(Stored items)
---+---

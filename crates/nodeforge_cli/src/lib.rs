// SPDX-License-Identifier: MIT OR Apache-2.0
//! Command-line front end for the nodeforge graph builder.
//!
//! Builds one of the bundled demo trees with the configured catalog and
//! settings, then writes every graph it produced (the tree and its groups)
//! as RON or JSON.

mod args;
pub mod demos;

pub use args::{Args, Demo, Format};

use nodeforge_graph::export::{library_to_json, library_to_ron};
use nodeforge_graph::{
    create_geometry_catalog, BuildError, BuilderSettings, Catalog, ConfigError, ExportError, Graph,
    GraphStats, TreeBuilder,
};
use std::io::Write;
use std::path::Path;
use thiserror::Error;

/// Errors surfaced by the command-line front end
#[derive(Debug, Error)]
pub enum CliError {
    /// Catalog or settings could not be loaded
    #[error(transparent)]
    Config(#[from] ConfigError),
    /// Demo tree failed to build
    #[error(transparent)]
    Build(#[from] BuildError),
    /// Graphs could not be serialized
    #[error(transparent)]
    Export(#[from] ExportError),
    /// Output could not be written
    #[error("I/O error: {0}")]
    Io(#[from] std::io::Error),
}

/// Run the nodeforge CLI.
///
/// # Errors
///
/// Returns [`CliError`] when the catalog or settings fail to load, the demo
/// tree fails to build, or the output cannot be serialized or written.
pub fn run(args: &Args) -> Result<(), CliError> {
    let catalog = match &args.catalog {
        Some(path) => Catalog::load(path)?,
        None => create_geometry_catalog(),
    };

    if args.dump_catalog {
        write_output(args.output.as_deref(), &catalog.to_ron()?)?;
        tracing::info!(node_types = catalog.registry.len(), "Catalog written");
        return Ok(());
    }

    let settings = match &args.config {
        Some(path) => BuilderSettings::load(path)?,
        None => BuilderSettings::default(),
    };

    let mut builder = TreeBuilder::with_settings(catalog, settings);
    let tree = demos::build(&mut builder, args.demo)?;
    if let Some(graph) = builder.graph(tree) {
        let stats = GraphStats::collect(graph);
        tracing::info!(
            tree = %graph.name,
            nodes = stats.nodes(),
            links = stats.links,
            terminals = stats.terminals,
            "Built demo tree"
        );
    }

    let graphs: Vec<&Graph> = builder.graphs().collect();
    let text = match args.format {
        Format::Ron => library_to_ron(&graphs)?,
        Format::Json => library_to_json(&graphs)?,
    };
    write_output(args.output.as_deref(), &text)?;
    Ok(())
}

fn write_output(path: Option<&Path>, text: &str) -> std::io::Result<()> {
    match path {
        Some(path) => {
            std::fs::write(path, text)?;
            tracing::info!(path = %path.display(), "Output written");
        }
        None => {
            let mut stdout = std::io::stdout().lock();
            stdout.write_all(text.as_bytes())?;
            stdout.write_all(b"\n")?;
        }
    }
    Ok(())
}
// SPDX-License-Identifier: MIT OR Apache-2.0
//! Declarative builder for procedural node graphs.
//!
//! This crate builds geometry-node style graphs from code:
//! - Scoped graph construction with nested graphs
//! - Chaining resolved into socket links by compatibility ranking
//! - Explicit socket accessors and placeholder targeting
//! - Interface declaration for graph inputs and outputs
//! - Arithmetic desugared into math nodes
//!
//! ## Architecture
//!
//! A [`TreeBuilder`] owns a stack of scopes. The graph on top of the stack
//! is the only one that can change; exiting its scope finalizes it. Node
//! types come from a [`Catalog`], which pairs a [`NodeRegistry`] with the
//! [`CompatibilityTable`] consulted whenever two operands are chained.
//!
//! ```
//! use nodeforge_graph::{
//!     create_geometry_catalog, NodeCall, Placeholder, ScopeOptions, TerminalSpec, TreeBuilder,
//! };
//!
//! let mut builder = TreeBuilder::new(create_geometry_catalog());
//! let mut tree = builder.open("Scatter", ScopeOptions::default());
//! let count = {
//!     let mut inputs = tree.interface_inputs().unwrap();
//!     inputs.declare(TerminalSpec::int("Count").with_default(10)).unwrap()
//! };
//! let points = tree
//!     .chain(count, NodeCall::new("GeometryNodePoints").input("count", Placeholder))
//!     .unwrap();
//! assert!(points.node().is_some());
//! ```

pub mod arithmetic;
pub mod arrange;
pub mod builder;
pub mod call;
pub mod catalog;
pub mod compat;
pub mod error;
pub mod export;
pub mod graph;
pub mod interface;
pub mod link;
pub mod node;
pub mod operand;
mod resolve;
pub mod scope;
pub mod settings;
pub mod socket;

pub use arithmetic::{MathArg, MathOp};
pub use arrange::{ArrangeHook, LayeredArrange, NoArrange};
pub use builder::{InterfaceScope, Scope, TreeBuilder, GROUP_NODE_TYPE};
pub use call::{Callee, ChainTarget, Input, NodeCall, Placeholder};
pub use catalog::geometry::create_geometry_catalog;
pub use catalog::Catalog;
pub use compat::CompatibilityTable;
pub use error::{BuildError, Result};
pub use export::{ExportError, GraphStats, GraphVisitor};
pub use graph::{Graph, GraphId};
pub use interface::{Interface, Terminal, TerminalId, TerminalSpec};
pub use link::{Endpoint, Link, LinkId};
pub use node::{Node, NodeCategory, NodeId, NodeRegistry, NodeType, Variant};
pub use operand::{NodeRef, Operand, SocketRef, TerminalRef};
pub use scope::{GraphHandle, ScopeOptions};
pub use settings::{ArrangeSettings, BuilderSettings, ConfigError};
pub use socket::{Socket, SocketDirection, SocketKind, SocketValue};
#[test]
fn test_vector_expression_wiring() {
    let mut b = builder();
    let mut tree = b.open("Tree", ScopeOptions::default());
    let position = tree.node(NodeCall::new("GeometryNodeInputPosition")).unwrap();
    let scaled = tree.multiply(position, 2.0).unwrap();
    let offset = tree.add(scaled, (0.0, 0.2, 0.3)).unwrap();
    let (multiply, add) = (node_of(scaled), node_of(offset));
    let position_out = tree.primary_output(position).unwrap().endpoint();
    let scaled_out = tree.primary_output(multiply).unwrap().endpoint();

    let graph = tree.graph(tree.handle()).unwrap();
    assert_eq!(graph.link_count(), 2);

    let node = graph.node(multiply.node).unwrap();
    assert_eq!(node.node_type, "ShaderNodeVectorMath");
    assert_eq!(node.properties["operation"], SocketValue::from("SCALE"));
    assert_eq!(graph.link_to(input(multiply, 0)).unwrap().from, position_out);
    assert_eq!(node.inputs[3].identifier, "Scale");
    assert_eq!(node.inputs[3].default_value, Some(SocketValue::Float(2.0)));

    let node = graph.node(add.node).unwrap();
    assert_eq!(node.properties["operation"], SocketValue::from("ADD"));
    assert_eq!(graph.link_to(input(add, 0)).unwrap().from, scaled_out);
    assert_eq!(node.inputs[1].identifier, "Vector_001");
    assert_eq!(
        node.inputs[1].default_value,
        Some(SocketValue::Vector([0.0, 0.2, 0.3]))
    );
}

#[test]
fn test_placeholder_keeps_keyword_links() {
    let mut b = builder();
    let mut tree = b.open("Tree", ScopeOptions::default());
    let a = tree.node(NodeCall::new("ShaderNodeValue")).unwrap();
    let other = tree.node(NodeCall::new("ShaderNodeValue")).unwrap();
    let math = node_of(
        tree.chain(
            a,
            NodeCall::new("ShaderNodeMath")
                .input("Value", Placeholder)
                .input("Value_001", other),
        )
        .unwrap(),
    );

    let graph = tree.graph(tree.handle()).unwrap();
    assert_eq!(graph.link_count(), 2);
    assert_eq!(graph.link_to(input(math, 0)).unwrap().from.node(), Some(a.node));
    assert_eq!(graph.link_to(input(math, 1)).unwrap().from.node(), Some(other.node));
}

#[test]
fn test_placeholders_share_one_source() {
    let mut b = builder();
    let mut tree = b.open("Tree", ScopeOptions::default());
    let random = tree
        .node(NodeCall::variant("FunctionNodeRandomValue", "float"))
        .unwrap();
    let fma = node_of(
        tree.chain(
            random,
            NodeCall::variant("ShaderNodeMath", "multiply_add")
                .positional(Placeholder)
                .positional(0.5)
                .positional(Placeholder),
        )
        .unwrap(),
    );

    let graph = tree.graph(tree.handle()).unwrap();
    let first = graph.link_to(input(fma, 0)).unwrap().from;
    let third = graph.link_to(input(fma, 2)).unwrap().from;
    assert_eq!(first, third);
    assert_eq!(first.node(), Some(random.node));
    assert!(!graph.is_linked(input(fma, 1)));
    assert_eq!(graph.link_count(), 2);
}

---+---

Instructions for the task
Each line above from the one with "pub mod compat;" up to and including the one with "scaled_out = tree.primary_output(multiply).unwrap().endpoint();" must be set down exactly, and no line outside that span may appear.

Output below
pub mod compat;
pub mod error;
pub mod export;
pub mod graph;
pub mod interface;
pub mod link;
pub mod node;
pub mod operand;
mod resolve;
pub mod scope;
pub mod settings;
pub mod socket;

pub use arithmetic::{MathArg, MathOp};
pub use arrange::{ArrangeHook, LayeredArrange, NoArrange};
pub use builder::{InterfaceScope, Scope, TreeBuilder, GROUP_NODE_TYPE};
pub use call::{Callee, ChainTarget, Input, NodeCall, Placeholder};
pub use catalog::geometry::create_geometry_catalog;
pub use catalog::Catalog;
pub use compat::CompatibilityTable;
pub use error::{BuildError, Result};
pub use export::{ExportError, GraphStats, GraphVisitor};
pub use graph::{Graph, GraphId};
pub use interface::{Interface, Terminal, TerminalId, TerminalSpec};
pub use link::{Endpoint, Link, LinkId};
pub use node::{Node, NodeCategory, NodeId, NodeRegistry, NodeType, Variant};
pub use operand::{NodeRef, Operand, SocketRef, TerminalRef};
pub use scope::{GraphHandle, ScopeOptions};
pub use settings::{ArrangeSettings, BuilderSettings, ConfigError};
pub use socket::{Socket, SocketDirection, SocketKind, SocketValue};
#[test]
fn test_vector_expression_wiring() {
    let mut b = builder();
    let mut tree = b.open("Tree", ScopeOptions::default());
    let position = tree.node(NodeCall::new("GeometryNodeInputPosition")).unwrap();
    let scaled = tree.multiply(position, 2.0).unwrap();
    let offset = tree.add(scaled, (0.0, 0.2, 0.3)).unwrap();
    let (multiply, add) = (node_of(scaled), node_of(offset));
    let position_out = tree.primary_output(position).unwrap().endpoint();
    let scaled_out = tree.primary_output(multiply).unwrap().endpoint();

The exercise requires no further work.